Times Crossword 25,427 – elementary, or fundamentally difficult?

Solving Time: 24 minutes, about average for me on a blogging day, though I think this is definitely harder than some recent efforts, eg yesterday. I enjoyed it a lot and thought it had some very clever clues and slick surfaces, with just a couple on the weaker side and one (15dn) that I guess may cause problems

cd = cryptic definition, dd = double definition, rev = reversed, anagrams are *(–), homophones indicated in “”
ODO means the Oxford Dictionaries Online

Across
1 corn laws – *(SLOW CAN + R(UN))
5 emerge – (CANDL)E + MERGE = fuse
9 Franglais – resounded = RANG in FLA + IS. Franglais was popularised by Miles Kington in Punch magazine, and led to a number of books (eg “Let’s Parler Franglais One More Temps,” you get the idea?). It is interesting though that the word has a different meaning in France and Canada
11 lined – LIN(K)ED.. very clever clue, nice surface
12 eyelash – “I LASH” – un peu risque, methinks
13 bouncer – dd, clever in using ball in two senses
14 mushroom cloud – space = ROOM in face = MUSH + C + LOUD, to obtain one of the iconic images of the 20th century
16 old wives tales – cd, Dutch meaning wife, often wrongly attributed to Cockney rhyming slang but actually just an abbreviation of “Duchess.”
20 quintet – “In Montreal, who” = QUI + T in NET = score
21 fog-lamp – alluring = GLAM in dandy = FOP. Not sure I personally would find something glam alluring, but many would no doubt
23 Akela – pAcK hE’d LeAd.
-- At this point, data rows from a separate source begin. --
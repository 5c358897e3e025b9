//! Core data models used throughout Pulpmill.
//!
//! These types represent the documents and chunks that flow through the
//! ingestion pipeline, plus the lifecycle status and task outcome enums.

/// Chunking lifecycle status of a document.
///
/// Transitions are driven exclusively by the ingestion task:
/// `Pending → Processing → Done`, with `Error` reachable from any
/// non-terminal state. There is no transition out of `Done`; leaving
/// `Error` requires an explicit operator reprocess.
#[derive(Debug, Clone, Copy, PartialEq, Eq)]
pub enum ChunkingStatus {
    Pending,
    Processing,
    Done,
    Error,
}

impl ChunkingStatus {
    pub fn as_str(&self) -> &'static str {
        match self {
            ChunkingStatus::Pending => "pending",
            ChunkingStatus::Processing => "processing",
            ChunkingStatus::Done => "done",
            ChunkingStatus::Error => "error",
        }
    }

    pub fn parse(s: &str) -> Option<Self> {
        match s {
            "pending" => Some(ChunkingStatus::Pending),
            "processing" => Some(ChunkingStatus::Processing),
            "done" => Some(ChunkingStatus::Done),
            "error" => Some(ChunkingStatus::Error),
            _ => None,
        }
    }
}

/// A registered document and its chunking lifecycle state.
#[derive(Debug, Clone)]
pub struct Document {
    pub id: String,
    /// Display name, usually the uploaded file name.
    pub name: String,
    /// Blob-store key of the uploaded file. `None` means no attachment.
    pub file_key: Option<String>,
    /// Full extracted text, populated by a successful ingestion run.
    pub extracted_text: Option<String>,
    pub chunking_status: ChunkingStatus,
    /// Human-readable reason for the most recent failure, if any.
    pub last_error: Option<String>,
    /// Delivery attempts beyond the first, recorded by the worker.
    pub retry_count: i64,
    pub owner: Option<String>,
    /// Unix epoch seconds.
    pub created_at: i64,
}

impl Document {
    /// Compatibility view of the status enum for consumers that expect a
    /// boolean. Derived, never stored independently; the database mirrors
    /// this with a generated column.
    pub fn chunking_done(&self) -> bool {
        self.chunking_status == ChunkingStatus::Done
    }
}

/// A bounded slice of a document's extracted text.
///
/// `chunk_index` is 0-based, contiguous, and unique per document; it
/// defines reading order.
#[derive(Debug, Clone)]
pub struct Chunk {
    pub id: String,
    pub document_id: String,
    pub chunk_index: i64,
    pub content: String,
    /// Estimated token count of `content`.
    pub token_count: i64,
    /// Embedding vector, opaque to the pipeline. Populated downstream.
    pub embedding: Option<Vec<u8>>,
    /// Unix epoch seconds.
    pub created_at: i64,
}

/// Result of a single ingestion task invocation.
///
/// Exactly one of these per run. `Missing` and `AlreadyDone` are not
/// errors; `Error` means the document was left in `ChunkingStatus::Error`
/// with `last_error` populated (best-effort).
#[derive(Debug, Clone, Copy, PartialEq, Eq)]
pub enum IngestOutcome {
    Ok,
    AlreadyDone,
    Missing,
    Error,
}

impl IngestOutcome {
    pub fn as_str(&self) -> &'static str {
        match self {
            IngestOutcome::Ok => "ok",
            IngestOutcome::AlreadyDone => "already_done",
            IngestOutcome::Missing => "missing",
            IngestOutcome::Error => "error",
        }
    }
}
Akela was a wolf in Kipling’s Jungle Book stories, whose name was borrowed for the leader of what we used to call wolf cubs, but now call cub scouts I believe
24 nail punch – arrest = NAIL + PUNCH = drink. A nail punch is a driver, and so a “lift and separate” is needed here
25 keying – unknown amount = Y + at home = IN, in barrel = KEG. Presumably tapping = keying in the ” using a keyboard” sense
26 reinsert – *(TREES IN (ARBOU)R)
Down
1 coffer – C(LEVER) + OFFER
2 Reade – (CHARTER)ED AER(OPLANE), rev. A reference I assume to Charles Reade. I am no great fan of Victorian novels (though I did manage to plough through Disraeli’s Sibyl after it appeared here a few months ago) and confess I had not heard of Reade. however when solving I assumed it referred to Miss Reade, (who in fact, has no terminal e) and wrote it in happily enough
3 logjams – enter = LOG + JAMS = sticks
4 weather-beaten – AT + boy = HERB in WE + EATEN = scoffed. Tricky wordplay, not fully fathomed til now
6 mollusc – American = US in MOLL (Flanders) + C = caught
7 run across – career = RUN + A + CROSS.
8 El Dorado – *(OLD DEAR) + O. Since there is no evidence the lost city of El Dorado ever existed in the first place, it is quite carefully defined as “city, apparently lost.”
10 sub-post office – reserve = SUB + bar = POST + OFFICE(R) – another nifty bit of clueing. I liked the def., “establishment of sorts” ie a sorting-office..
14 midwifery – *(DIY FIRM WE) …super surface to this clue
15 top quark – leading = TOP + “Egypt once” = UAR in “royal couple” = Q + K. I can see this clue causing trouble, because not only the particle itself but also the UAR could reasonably be classed as obscure. But I think the royal couple do limit ones options rather, and quark popped into my mind early on. I did remember the UAR, vaguely, but not in time to help with solving the clue. Although the top quark is indeed very small, it is nevertheless the largest of all elementary particles
17 in train I suppose one = I, + NT RAIN = New Testament rain which could cause a second flood, the first one being firmly anchored in the OT, and the def. is “happening,” but still somehow it seems a tad weak to me
18 leg-spin – today’s cricket reference. Stage = LEG + SPIN (doctors)
19 upshot – raises = UPS + (piping) HOT
22 Annie – (C)ANNIE(R)

Author: JerryW

I love The Times crosswords..

28 comments on “Times Crossword 25,427 – elementary, or fundamentally difficult?”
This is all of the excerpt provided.